С утра занялись хозяйством. Семён отшоркал полы, набело, с дрествой. Воду таскал с ближнего родника: к колодцу ходить было боязно. Дед Богдан ковырялся в огороде, починял что-то. Потом убрёл на реку – проверять поставленные накануне мрежки и морды. Животов у старика не оказалось никаких, огородишко маленький, до ползимы овощей не хватит, пашни и покоса и в заводе не было. При такой смете деду по миру ходить впору или в батраках холопствовать, а он щи с убоиной ест. И в кладовушке круп всяких довольно: и пшённых, и ячневых, и даже гречки, что в северных землях вовсе не родится. А на дворе июль, в такую пору даже богатеи сусеки подчищают.
Сперва Семёну было невдомёк, но, поразмыслив, понял, откуда такое пространное житие. И сомнение взяло: так ли прост дед Богдан?
За обедом Семён, как бы между прочим, спросил:
– А ежели придёшь по чужой молитве, а у бусурмана нет серебра и платить нечем, что тогда?

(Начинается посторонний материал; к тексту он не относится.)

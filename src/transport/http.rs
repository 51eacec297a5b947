use std::time::Duration;

use reqwest::{Client, StatusCode, Url};
use serde::Deserialize;
use tracing::{debug, trace};

use super::Transport;
use crate::endpoint::Endpoint;
use crate::error::TransportErrorKind;
use crate::operation::{Operation, OperationKind, Polled, Response};
use crate::{Error, Result};

/// Store-wide index at the time a request was accepted. On a long-poll it is
/// sent with the headers, before the body is held back.
const STORE_INDEX_HEADER: &str = "x-etcd-index";

/// [`Transport`] speaking the store's v2 keys API over HTTP.
///
/// Keys map to `/v2/keys/<key>`. Watches are plain long-polls
/// (`?wait=true&waitIndex=N`): the store flushes response headers right away
/// and holds the body back until a change happens.
#[derive(Debug, Clone)]
pub struct HttpTransport {
    client: Client,

    /// Deadline for the response headers of a long-poll. The body itself may
    /// take up to the watch window.
    header_timeout: Duration,
}

/// Successful keys API reply.
#[derive(Debug, Deserialize)]
struct KeysReply {
    action: String,
    node: Option<Node>,
}

#[derive(Debug, Deserialize)]
#[serde(rename_all = "camelCase")]
struct Node {
    key: Option<String>,
    value: Option<String>,
    #[serde(default)]
    modified_index: u64,
}

/// Error body the store sends alongside a non-2xx status.
#[derive(Debug, Deserialize)]
#[serde(rename_all = "camelCase")]
struct StoreError {
    error_code: u64,
    message: String,
    #[serde(default)]
    cause: Option<String>,
}

impl HttpTransport {
    pub fn new(request_timeout: Duration) -> Result<Self> {
        let client = Client::builder().connect_timeout(request_timeout).build()?;
        Ok(Self {
            client,
            header_timeout: request_timeout,
        })
    }

    fn key_url(endpoint: &Endpoint, key: &str) -> Result<Url> {
        let invalid = || Error::InvalidEndpoint(endpoint.to_string());
        let mut url = Url::parse(&endpoint.to_string()).map_err(|_| invalid())?;
        url.path_segments_mut()
            .map_err(|_| invalid())?
            .clear()
            .extend(["v2", "keys"])
            .extend(key.split('/').filter(|s| !s.is_empty()));
        Ok(url)
    }
}

impl Transport for HttpTransport {
    async fn call(
        &self,
        operation: &Operation,
        endpoint: &Endpoint,
        timeout: Duration,
    ) -> Result<Response> {
        let url = Self::key_url(endpoint, &operation.key)?;
        let mut request = match operation.kind {
            OperationKind::Get => self.client.get(url),
            OperationKind::Set => {
                let value = operation.value.as_deref().unwrap_or_default();
                self.client.put(url).form(&[("value", value)])
            }
            OperationKind::Delete => self.client.delete(url),
            OperationKind::WatchNext => return Err(Error::UnsupportedOperation(operation.kind)),
        };
        if let Some(prev_index) = operation.prev_index {
            request = request.query(&[("prevIndex", prev_index)]);
        }

        debug!(%endpoint, kind = ?operation.kind, key = %operation.key, "Sending request");
        let response = request
            .timeout(timeout)
            .send()
            .await
            .map_err(|e| classify(endpoint, e))?;
        let status = response.status();
        let body = response.text().await.map_err(|e| classify(endpoint, e))?;
        trace!(%endpoint, %status, body = %body, "Received reply");
        decode_reply(endpoint, &operation.key, status, &body)
    }

    async fn watch_next(
        &self,
        key: &str,
        wait_index: Option<u64>,
        endpoint: &Endpoint,
        window: Duration,
    ) -> Result<Polled> {
        let url = Self::key_url(endpoint, key)?;
        let mut request = self.client.get(url).query(&[("wait", "true")]);
        if let Some(index) = wait_index {
            request = request.query(&[("waitIndex", index)]);
        }

        debug!(%endpoint, key, ?wait_index, "Long-polling for next change");
        let response = match tokio::time::timeout(self.header_timeout, request.send()).await {
            Ok(sent) => sent.map_err(|e| classify(endpoint, e))?,
            Err(_) => {
                return Err(Error::transport(
                    endpoint,
                    TransportErrorKind::Timeout,
                    format!("no response headers within {:?}", self.header_timeout),
                ))
            }
        };
        let status = response.status();
        let store_index = response
            .headers()
            .get(STORE_INDEX_HEADER)
            .and_then(|v| v.to_str().ok())
            .and_then(|v| v.parse::<u64>().ok());
        let body = match tokio::time::timeout(window, response.text()).await {
            Ok(body) => body.map_err(|e| classify(endpoint, e))?,
            Err(_) => {
                trace!(%endpoint, key, ?store_index, "Watch window elapsed without a change");
                return Ok(Polled::Quiet { store_index });
            }
        };
        decode_reply(endpoint, key, status, &body).map(Polled::Change)
    }
}

fn classify(endpoint: &Endpoint, e: reqwest::Error) -> Error {
    let kind = if e.is_timeout() {
        TransportErrorKind::Timeout
    } else if e.is_decode() {
        TransportErrorKind::Decode
    } else {
        TransportErrorKind::ConnectionRefused
    };
    Error::transport(endpoint, kind, e.to_string())
}

fn decode_reply(endpoint: &Endpoint, key: &str, status: StatusCode, body: &str) -> Result<Response> {
    if status.is_success() {
        let reply: KeysReply = serde_json::from_str(body)
            .map_err(|e| Error::transport(endpoint, TransportErrorKind::Decode, e.to_string()))?;
        let node = reply.node.ok_or_else(|| {
            Error::transport(endpoint, TransportErrorKind::Decode, "reply without a node")
        })?;
        return Ok(Response {
            key: node.key.unwrap_or_else(|| key.to_string()),
            value: node.value,
            index: node.modified_index,
            action: reply.action,
        });
    }

    match serde_json::from_str::<StoreError>(body) {
        Ok(err) => Err(store_error(endpoint, key, err)),
        Err(_) if status == StatusCode::UNAUTHORIZED || status == StatusCode::FORBIDDEN => Err(
            Error::Permission(format!("{endpoint} answered {status}")),
        ),
        Err(_) if status.is_server_error() => Err(Error::transport(
            endpoint,
            TransportErrorKind::Unavailable,
            status.to_string(),
        )),
        Err(e) => Err(Error::transport(
            endpoint,
            TransportErrorKind::Decode,
            format!("{status}: {e}"),
        )),
    }
}

fn store_error(endpoint: &Endpoint, key: &str, err: StoreError) -> Error {
    let message = match err.cause {
        Some(cause) if !cause.is_empty() => format!("{} ({cause})", err.message),
        _ => err.message,
    };
    match err.error_code {
        100 => Error::NotFound {
            key: key.to_string(),
        },
        // compare failed, node already exists
        101 | 105 => Error::Conflict {
            key: key.to_string(),
            message,
        },
        110 => Error::Permission(message),
        401 => Error::Compacted {
            key: key.to_string(),
            message,
        },
        // raft internal error, leader election in progress
        300 | 301 => Error::transport(endpoint, TransportErrorKind::Unavailable, message),
        code => Error::Rejected { code, message },
    }
}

– Тогда за так воды наливаю, – ответил старик спокойно. – Что ж я, без понятия? Убогие люди везде есть, и жить им тоже надо. Считай, через два раза на третий от колодца пустой воротаюсь. А бывает, что и просто схожу, воды достану, а нигде не побываю. Это как богу угодно. Ещё вот однажды человека в песку встретил, так у него ни мешков, ничего иного под воду не было. Как есть голый шёл. Пришлось ему вёдра оставить. Как уж он с ними в степи возжался – не ведаю, но думаю, что не бросил. Хорошо, у меня другая пара вёдер была. А иной раз семью встретил, в кибитке. Так там хозяйка серьги сняла и в ведро по серёжке положила. Я не хотел, но она ни в какую обратно не взяла. С тех пор есть у меня серёжки с яхонтками. Был бы помоложе – знал бы куда их деть, а так – лежат без дела.
Старик помолчал раздумчиво и заговорил уже о другом:
– Так-то посмотреть, я и впрямь богатый человек, ни в чём себе не отказываю, всякую мелочь деньгами покупаю. А куда оно, богатство-то? Я тут один сижу, как бирюк. Раньше хоть старушка из деревни прихаживала, бельё мыть, дом в порядок привести. Убогая она, а всё словом перекинешься, и дышать легче. Так и ту попище хворостинский запугал – теперь не ходит.
– Одному всегда неладно, – признался Семён. – По себе знаю. В неволе вроде и людей рядом много, а все чужие. Хуже, чем один.
– Во-во… Понимаешь… – Старик поглядел пристально и тихо сказал: – Остался бы ты тут со мной. Вместе бы людей поили. А то невмоготу одному. Я ведь на деле не святой, скорбное пустынное житие не по мне. Моченьки нет.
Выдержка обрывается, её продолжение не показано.